Sekai dais no zu (Buddhist Cosmological Map). Japan: 1830

This map represents the Buddhist mythological and real worlds. The upper half of the map depicts the seven great forests interwoven with seven rivers, the Sun God Palace, and the 'Great Jambu Tree.' The tree is described as 10,000 miles high and bearing the most delicious fruits. Only those who cultivated the divine power can visit the tree. The central section is the Sun God Palace in heaven.

Traditional Korean Maps

Chonhado (World Map) from Chonha Chido (Map of the World).Hand-copied manuscript map. Korea: mid-eighteenth century.

From the oldest known examples (perhaps from the sixteenth century) to almost the end of the tradition in the nineteenth century, the content and structure of traditional Korean maps such as these examples changed very little. The map of the world (or Chonhado) presents Korea, China, and their East Asian neighbors surrounded by rings of exotic, mythical lands and peoples and reflects the traditional Korean view that the world was flat. Being a peninsula, Korea stood out on the map and was close to China, the classical center of Asian civilization.

Tibetan Astrological Thangka

Srid pa ho (Divination Chart). Tibet, late twentieth century. Paint on cloth.

Tibetan astrology depicts the signs and symbols of the universe in this traditional format, possibly introduced from China as early as the seventh century and popular in Tibet since the seventeenth century. The central figure is a large golden tortoise, representing the Bodhisattva of Knowledge, upon whom are drawn various geomantic diagrams, such as the nine magic squares and symbols of the eight planets. This type of Thangka is often hung in homes for protection and displayed for special occasions.

Constellations from Classical Antiquity

Reiner Ottens. Atlas maior cvm generales omnivm totius orbis regnorvm. Amsterdam: 1729. Hand-colored engraving.

The star charts of Reiner Ottens (1698-1750) were intended first and foremost as a feast for the eye and had no pretensions to scientific precision or the presentation of the most recent cartographic information. The constellations on this chart are elaborately represented by figures from classical antiquity. In the corners of the chart are illustrations of four European observatories, including that of the noted sixteenth-century astronomer Tycho Brahe (1546-1601). This atlas is a seven-volume compendium of assembled-to-order star charts and geographical maps.

Aztec Calendar Stone

Antonio de León y Gama.

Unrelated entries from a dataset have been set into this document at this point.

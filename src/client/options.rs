//! Per-call request options and header merging.

use reqwest::header::{HeaderMap, HeaderName, HeaderValue};
use reqwest::Method;
use serde_json::Value;
use std::collections::BTreeMap;

use super::ApiError;

/// Header applied to every request unless the caller overrides it.
pub const DEFAULT_CONTENT_TYPE: (&str, &str) = ("Content-Type", "application/json");

/// Options for a single API call.
///
/// Everything is optional: the default is a `GET` with no body and only the
/// default `Content-Type` header.
#[derive(Debug, Clone, Default, PartialEq)]
pub struct RequestOptions {
    pub method: Option<Method>,
    pub headers: BTreeMap<String, String>,
    pub body: Option<Value>,
}

impl RequestOptions {
    pub fn new() -> Self {
        Self::default()
    }

    pub fn method(mut self, method: Method) -> Self {
        self.method = Some(method);
        self
    }

    pub fn header(mut self, name: impl Into<String>, value: impl Into<String>) -> Self {
        self.headers.insert(name.into(), value.into());
        self
    }

    pub fn json(mut self, body: Value) -> Self {
        self.body = Some(body);
        self
    }

    /// Method to send, `GET` when unset.
    pub fn effective_method(&self) -> Method {
        self.method.clone().unwrap_or(Method::GET)
    }

    /// Default headers with the caller's headers merged on top.
    ///
    /// Names compare case-insensitively; a caller header replaces the default
    /// of the same name and every other default is kept.
    pub fn merged_headers(&self) -> Vec<(String, String)> {
        let mut merged = vec![(
            DEFAULT_CONTENT_TYPE.0.to_string(),
            DEFAULT_CONTENT_TYPE.1.to_string(),
        )];

        for (name, value) in &self.headers {
            match merged
                .iter_mut()
                .find(|(existing, _)| existing.eq_ignore_ascii_case(name))
            {
                Some(slot) => *slot = (name.clone(), value.clone()),
                None => merged.push((name.clone(), value.clone())),
            }
        }

        merged
    }

    pub(crate) fn header_map(&self) -> Result<HeaderMap, ApiError> {
        let mut map = HeaderMap::new();
        for (name, value) in self.merged_headers() {
            let header_name = HeaderName::from_bytes(name.as_bytes())
                .map_err(|_| ApiError::InvalidHeader(name.clone()))?;
            let header_value =
                HeaderValue::from_str(&value).map_err(|_| ApiError::InvalidHeader(name.clone()))?;
            map.insert(header_name, header_value);
        }
        Ok(map)
    }
}
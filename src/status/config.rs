//! Configuration for environment status polling.

use serde::{Deserialize, Serialize};
use std::time::Duration;

/// Configuration for the environment status poller.
#[derive(Debug, Clone, PartialEq, Eq, Serialize, Deserialize)]
#[serde(default)]
pub struct StatusConfig {
    /// Whether the poller may be armed at all
    pub enabled: bool,
    /// Endpoint polled every cycle
    pub endpoint: String,
    /// Milliseconds between poll cycles
    pub interval_ms: u64,
}

impl StatusConfig {
    pub fn interval(&self) -> Duration {
        Duration::from_millis(self.interval_ms)
    }
}

impl Default for StatusConfig {
    fn default() -> Self {
        Self {
            enabled: true,
            endpoint: "/api/environment".to_string(),
            interval_ms: 30_000,
        }
    }
}
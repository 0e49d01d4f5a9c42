//! Shared test utilities for integration tests.

#![allow(dead_code)]

use gitsage_dashboard::client::RequestClient;
use gitsage_dashboard::config::{ClientConfig, GitSageConfig};
use serde_json::{json, Value};
use wiremock::MockServer;

/// Request client pointed at a mock server.
pub fn client_for(server: &MockServer) -> RequestClient {
    RequestClient::new(&ClientConfig {
        base_url: server.uri(),
        timeout_seconds: 5,
        ..ClientConfig::default()
    })
    .unwrap()
}

/// Default configuration pointed at a mock server.
pub fn config_for(server: &MockServer) -> GitSageConfig {
    let mut config = GitSageConfig::default();
    config.client.base_url = server.uri();
    config
}

/// Body shaped like the GitSage `/api/environment` response.
pub fn environment_body() -> Value {
    json!({
        "success": true,
        "data": {
            "system": "Linux",
            "git_tools": {"git": true, "gh": true, "gh_authenticated": false}
        },
        "recommendations": [
            {"priority": "HIGH", "message": "Authenticate GitHub CLI", "action": "gh auth login"}
        ]
    })
}
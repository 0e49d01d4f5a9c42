//! Status payloads and poller bookkeeping.

use super::error::PollError;
use chrono::{DateTime, Utc};
use serde::{Deserialize, Serialize};
use serde_json::{Map, Value};

/// Success envelope returned by the status endpoint.
///
/// Only `success` is interpreted; every other field is kept as-is in `extra`.
#[derive(Debug, Clone, PartialEq, Serialize, Deserialize)]
pub struct StatusPayload {
    pub success: bool,
    #[serde(flatten)]
    pub extra: Map<String, Value>,
}

impl StatusPayload {
    /// Check for a boolean `success` field and split it from the rest.
    pub fn from_value(value: Value) -> Result<Self, PollError> {
        let Value::Object(mut fields) = value else {
            return Err(PollError::MissingSuccess);
        };

        match fields.remove("success") {
            Some(Value::Bool(success)) => Ok(Self {
                success,
                extra: fields,
            }),
            _ => Err(PollError::MissingSuccess),
        }
    }

    /// The `data` field, when present.
    pub fn data(&self) -> Option<&Value> {
        self.extra.get("data")
    }

    /// Setup recommendations reported by the environment endpoint.
    ///
    /// Entries that don't look like a recommendation are skipped.
    pub fn recommendations(&self) -> Vec<Recommendation> {
        self.extra
            .get("recommendations")
            .and_then(Value::as_array)
            .map(|items| {
                items
                    .iter()
                    .filter_map(|item| serde_json::from_value(item.clone()).ok())
                    .collect()
            })
            .unwrap_or_default()
    }
}

/// A setup recommendation (e.g. "install gh").
#[derive(Debug, Clone, PartialEq, Eq, Serialize, Deserialize)]
pub struct Recommendation {
    /// HIGH, MEDIUM or LOW
    pub priority: String,
    pub message: String,
    #[serde(default)]
    pub action: String,
}

/// Counters kept across poll cycles.
#[derive(Debug, Clone, Default, PartialEq, Eq)]
pub struct PollerStats {
    /// Cycles run, successful or not
    pub cycles: u64,
    /// Cycles that ended in a `PollError`
    pub failures: u64,
    /// When the last cycle completed
    pub last_poll_time: Option<DateTime<Utc>>,
}

impl PollerStats {
    pub(crate) fn record(&mut self, result: &Result<StatusPayload, PollError>) {
        self.cycles += 1;
        if result.is_err() {
            self.failures += 1;
        }
        self.last_poll_time = Some(Utc::now());
    }
}
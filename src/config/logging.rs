//! `[logging]` section: level, output format and per-module overrides

use serde::{Deserialize, Serialize};
use std::collections::HashMap;
use std::fmt;
use std::str::FromStr;

/// How log records are rendered on stderr.
#[derive(Debug, Clone, Copy, PartialEq, Eq, Serialize, Deserialize, Default)]
#[serde(rename_all = "snake_case")]
pub enum LogFormat {
    #[default]
    Pretty,
    /// One JSON object per line
    Json,
}

impl LogFormat {
    pub fn as_str(&self) -> &'static str {
        match self {
            LogFormat::Pretty => "pretty",
            LogFormat::Json => "json",
        }
    }
}

impl fmt::Display for LogFormat {
    fn fmt(&self, f: &mut fmt::Formatter<'_>) -> fmt::Result {
        f.write_str(self.as_str())
    }
}

impl FromStr for LogFormat {
    type Err = String;

    fn from_str(s: &str) -> Result<Self, Self::Err> {
        if s.eq_ignore_ascii_case("pretty") {
            Ok(LogFormat::Pretty)
        } else if s.eq_ignore_ascii_case("json") {
            Ok(LogFormat::Json)
        } else {
            Err(format!("unknown log format '{}', expected pretty or json", s))
        }
    }
}

#[derive(Debug, Clone, Serialize, Deserialize)]
#[serde(default)]
pub struct LoggingConfig {
    /// Base filter level for the whole crate
    pub level: String,
    pub format: LogFormat,
    /// Per-module levels keyed by module name under `gitsage_dashboard`,
    /// e.g. `status = "debug"` or `client = "warn"`
    #[serde(skip_serializing_if = "Option::is_none")]
    pub component_levels: Option<HashMap<String, String>>,
}

impl Default for LoggingConfig {
    fn default() -> Self {
        Self {
            level: "info".to_string(),
            format: LogFormat::default(),
            component_levels: None,
        }
    }
}
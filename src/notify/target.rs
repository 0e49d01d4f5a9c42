//! Render targets notifications are inserted into.

use super::{NodeId, NotificationNode, NotifyError, Severity};
use colored::Colorize;
use std::collections::HashMap;
use std::io::Write;
use std::sync::Mutex;

/// Where notification nodes live while they are visible.
///
/// Each call is one critical section, so concurrent inserts and removals
/// never interleave halfway.
pub trait RenderTarget: Send + Sync + 'static {
    /// Insert `node` as the first child of `container`.
    ///
    /// Fails with `ContainerMissing` if the container does not exist.
    fn insert_first(&self, container: &str, node: NotificationNode) -> Result<(), NotifyError>;

    /// Remove a node wherever it is. Returns `false` if it was already gone.
    fn remove(&self, id: NodeId) -> bool;
}

/// In-memory containers, most recent child first.
#[derive(Debug, Default)]
pub struct MemoryTarget {
    containers: Mutex<HashMap<String, Vec<NotificationNode>>>,
}

impl MemoryTarget {
    pub fn new() -> Self {
        Self::default()
    }

    /// Target with a single empty container.
    pub fn with_container(selector: &str) -> Self {
        let target = Self::new();
        target.add_container(selector);
        target
    }

    /// Create an empty container; an existing one is left untouched.
    pub fn add_container(&self, selector: &str) {
        self.lock().entry(selector.to_string()).or_default();
    }

    /// Snapshot of a container's children, or None if it doesn't exist.
    pub fn children(&self, selector: &str) -> Option<Vec<NotificationNode>> {
        self.lock().get(selector).cloned()
    }

    fn lock(&self) -> std::sync::MutexGuard<'_, HashMap<String, Vec<NotificationNode>>> {
        self.containers.lock().unwrap_or_else(|e| e.into_inner())
    }
}

impl RenderTarget for MemoryTarget {
    fn insert_first(&self, container: &str, node: NotificationNode) -> Result<(), NotifyError> {
        let mut containers = self.lock();
        let children = containers
            .get_mut(container)
            .ok_or_else(|| NotifyError::ContainerMissing(container.to_string()))?;
        children.insert(0, node);
        Ok(())
    }

    fn remove(&self, id: NodeId) -> bool {
        let mut containers = self.lock();
        for children in containers.values_mut() {
            if let Some(pos) = children.iter().position(|n| n.id == id) {
                children.remove(pos);
                return true;
            }
        }
        false
    }
}

/// Prints notifications as colored lines.
///
/// A terminal has one content region, named by `container`. Removal only
/// forgets the node; printed lines stay on screen.
pub struct TerminalTarget {
    container: String,
    out: Mutex<Box<dyn Write + Send>>,
    visible: Mutex<Vec<NodeId>>,
}

impl TerminalTarget {
    /// Target printing to stdout.
    pub fn stdout(container: &str) -> Self {
        Self::with_writer(container, Box::new(std::io::stdout()))
    }

    pub fn with_writer(container: &str, out: Box<dyn Write + Send>) -> Self {
        Self {
            container: container.to_string(),
            out: Mutex::new(out),
            visible: Mutex::new(Vec::new()),
        }
    }

    /// Nodes inserted and not yet removed, most recent first.
    pub fn visible(&self) -> Vec<NodeId> {
        self.visible.lock().unwrap_or_else(|e| e.into_inner()).clone()
    }
}

impl RenderTarget for TerminalTarget {
    fn insert_first(&self, container: &str, node: NotificationNode) -> Result<(), NotifyError> {
        if container != self.container {
            return Err(NotifyError::ContainerMissing(container.to_string()));
        }

        let label = format!("[{}]", node.severity.as_str().to_uppercase());
        let label = match node.severity {
            Severity::Error => label.red().bold(),
            Severity::Warning => label.yellow().bold(),
            Severity::Success => label.green().bold(),
            Severity::Info => label.cyan().bold(),
            Severity::Custom(_) => label.normal(),
        };

        {
            let mut out = self.out.lock().unwrap_or_else(|e| e.into_inner());
            if let Err(e) = writeln!(out, "{} {}", label, plain_text(&node.text)) {
                tracing::warn!(error = %e, "Failed to write notification");
            }
            if let Err(e) = out.flush() {
                tracing::warn!(error = %e, "Failed to flush notification output");
            }
        }

        self.visible
            .lock()
            .unwrap_or_else(|e| e.into_inner())
            .insert(0, node.id);
        Ok(())
    }

    fn remove(&self, id: NodeId) -> bool {
        let mut visible = self.visible.lock().unwrap_or_else(|e| e.into_inner());
        match visible.iter().position(|v| *v == id) {
            Some(pos) => {
                visible.remove(pos);
                true
            }
            None => false,
        }
    }
}

/// Drop control characters so a message can't move the cursor or restyle
/// the terminal.
fn plain_text(text: &str) -> String {
    text.chars()
        .map(|c| if c == '\n' || c == '\t' { ' ' } else { c })
        .filter(|c| !c.is_control())
        .collect()
}
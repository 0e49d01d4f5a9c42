//! Errors raised while loading or validating `gitsage.toml`

use std::path::PathBuf;
use thiserror::Error;

#[derive(Error, Debug)]
pub enum ConfigError {
    #[error("cannot read GitSage config: {0}")]
    Io(#[from] std::io::Error),

    #[error("GitSage config file {} does not exist", .0.display())]
    NotFound(PathBuf),

    /// TOML syntax or type mismatch, with the parser's location info
    #[error("malformed GitSage config: {0}")]
    Parse(String),

    /// `field` is the dotted TOML path, e.g. `status.interval_ms`
    #[error("GitSage config field '{field}' is invalid: {message}")]
    Validation { field: String, message: String },
}
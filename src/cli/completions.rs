//! Completions command implementation

use crate::cli::{Cli, CompletionsArgs};
use clap::CommandFactory;
use clap_complete::generate;
use std::io::{self, Write};

/// Write completions for `args.shell` to `out`.
pub fn write_completions(args: &CompletionsArgs, out: &mut dyn Write) {
    let mut cmd = Cli::command();
    let bin_name = cmd.get_name().to_string();
    generate(args.shell, &mut cmd, bin_name, out);
}

/// Handle `gitsage-dashboard completions` command
pub fn handle_completions(args: &CompletionsArgs) {
    write_completions(args, &mut io::stdout());
}
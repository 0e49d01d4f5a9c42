//! JSON request client.
//!
//! Issues JSON HTTP requests against the dashboard origin and normalizes every
//! failure into [`ApiError`]. Failures are logged once and handed back to the
//! caller; nothing is retried or swallowed here.

mod error;
mod options;

pub use error::ApiError;
pub use options::{RequestOptions, DEFAULT_CONTENT_TYPE};

use crate::config::ClientConfig;
use async_trait::async_trait;
use reqwest::Url;
use serde_json::Value;
use std::time::{Duration, Instant};

/// Anything that can perform a JSON API call.
///
/// [`RequestClient`] is the HTTP implementation; the status poller only
/// depends on this trait so its timing can be driven without a network.
#[async_trait]
pub trait ApiCaller: Send + Sync + 'static {
    async fn call(&self, endpoint: &str, options: RequestOptions) -> Result<Value, ApiError>;
}

/// HTTP client bound to a base URL.
#[derive(Debug, Clone)]
pub struct RequestClient {
    /// HTTP client with connection pooling
    client: reqwest::Client,
    /// Origin that relative endpoints resolve against
    base_url: Url,
    timeout_seconds: u64,
}

impl RequestClient {
    /// Build a client from configuration.
    pub fn new(config: &ClientConfig) -> Result<Self, ApiError> {
        let base_url = parse_base_url(&config.base_url)?;
        let client = reqwest::Client::builder()
            .timeout(Duration::from_secs(config.timeout_seconds))
            .user_agent(config.user_agent.clone())
            .build()
            .map_err(|e| ApiError::Transport(e.to_string()))?;

        Ok(Self {
            client,
            base_url,
            timeout_seconds: config.timeout_seconds,
        })
    }

    /// Create a request client with a custom HTTP client (for testing).
    pub fn with_client(base_url: &str, client: reqwest::Client) -> Result<Self, ApiError> {
        Ok(Self {
            client,
            base_url: parse_base_url(base_url)?,
            timeout_seconds: ClientConfig::default().timeout_seconds,
        })
    }

    pub fn base_url(&self) -> &Url {
        &self.base_url
    }

    /// Resolve an endpoint: absolute URLs are used as-is, anything else is
    /// joined onto the base URL.
    pub fn resolve(&self, endpoint: &str) -> Result<Url, ApiError> {
        self.base_url
            .join(endpoint)
            .map_err(|e| ApiError::InvalidEndpoint {
                endpoint: endpoint.to_string(),
                message: e.to_string(),
            })
    }

    /// Issue one request and decode its JSON body.
    ///
    /// Failures are logged at `error` level and returned unchanged.
    pub async fn call(&self, endpoint: &str, options: RequestOptions) -> Result<Value, ApiError> {
        let start = Instant::now();
        let method = options.effective_method();
        let result = self.send(endpoint, &options).await;

        metrics::histogram!("gitsage_api_call_duration_seconds",
            "method" => method.to_string()
        )
        .record(start.elapsed().as_secs_f64());

        if let Err(ref e) = result {
            tracing::error!(
                endpoint = endpoint,
                method = %method,
                error = %e,
                "API call failed"
            );
        }

        result
    }

    /// `GET` an endpoint.
    pub async fn get(&self, endpoint: &str) -> Result<Value, ApiError> {
        self.call(endpoint, RequestOptions::new()).await
    }

    /// `POST` a JSON body to an endpoint.
    pub async fn post_json(&self, endpoint: &str, body: Value) -> Result<Value, ApiError> {
        self.call(
            endpoint,
            RequestOptions::new().method(reqwest::Method::POST).json(body),
        )
        .await
    }

    async fn send(&self, endpoint: &str, options: &RequestOptions) -> Result<Value, ApiError> {
        let url = self.resolve(endpoint)?;
        let headers = options.header_map()?;

        let mut request = self
            .client
            .request(options.effective_method(), url)
            .headers(headers);
        if let Some(body) = &options.body {
            request = request.body(body.to_string());
        }

        let response = request
            .send()
            .await
            .map_err(|e| ApiError::from_reqwest(e, self.timeout_seconds))?;

        // Status is checked before the body is read.
        let status = response.status();
        if !status.is_success() {
            return Err(ApiError::HttpStatus(status.as_u16()));
        }

        let bytes = response
            .bytes()
            .await
            .map_err(|e| ApiError::from_reqwest(e, self.timeout_seconds))?;

        tracing::debug!(endpoint = endpoint, bytes = bytes.len(), "API call succeeded");

        serde_json::from_slice(&bytes).map_err(|e| ApiError::Parse(e.to_string()))
    }
}

#[async_trait]
impl ApiCaller for RequestClient {
    async fn call(&self, endpoint: &str, options: RequestOptions) -> Result<Value, ApiError> {
        RequestClient::call(self, endpoint, options).await
    }
}

fn parse_base_url(base_url: &str) -> Result<Url, ApiError> {
    Url::parse(base_url).map_err(|e| ApiError::InvalidEndpoint {
        endpoint: base_url.to_string(),
        message: e.to_string(),
    })
}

Descripción histórica y cronológica de las dos piedras. Mexico City: F. Zuniga y Ontiveros, 1792.

In 1790 workers repaving near the Cathedral in Mexico City discovered a stone eleven and one-half feet in diameter inscribed with the Aztec calendar. When in use, the stone would have had bright polychrome colors and would have held sacrificed human hearts that the Aztecs believed were needed to feed the sun and keep civilization alive. This first study (pictured to the left) of the stone explained its 260-day divinatory cycle. The stone's colossal size, elaborate patterning, and symbolic imagery have made it an unofficial emblem of Mexico.

Omens in the Sun

Burmese astronomical-astrological manuscript, mid-nineteenth century. Accordion-style paper manuscript.

This manuscript of the mid-nineteenth century, possibly of Sgau Karen origin (the Karen are a minority people in the mountainous parts of Burma), shows various appearances in the sun, the moon, clouds, etc., and indicates the primarily bad omens these appearances foretell. Explanations in English were added to this manuscript by a nineteenth-century American missionary.

Astronomy Cards

Jehoshaphat Aspin. A Familiar Treatise on Astronomy. London, 1825.

An unidentified lady, referred to by her nom-de-plume, Jehoshaphat Aspin, designed these whimsical astronomy cards. Most of the names of the zodiacal constellations date from the early Babylonian period, possibly from the Sumerians. The zodiac itself is a mathematical concept, which does not appear to be in use prior to 400 B.C. It provides a frame of reference in which the positions of the sun, moon, and planets could be expressed by their angular distance from the beginning of the sign in which they were located.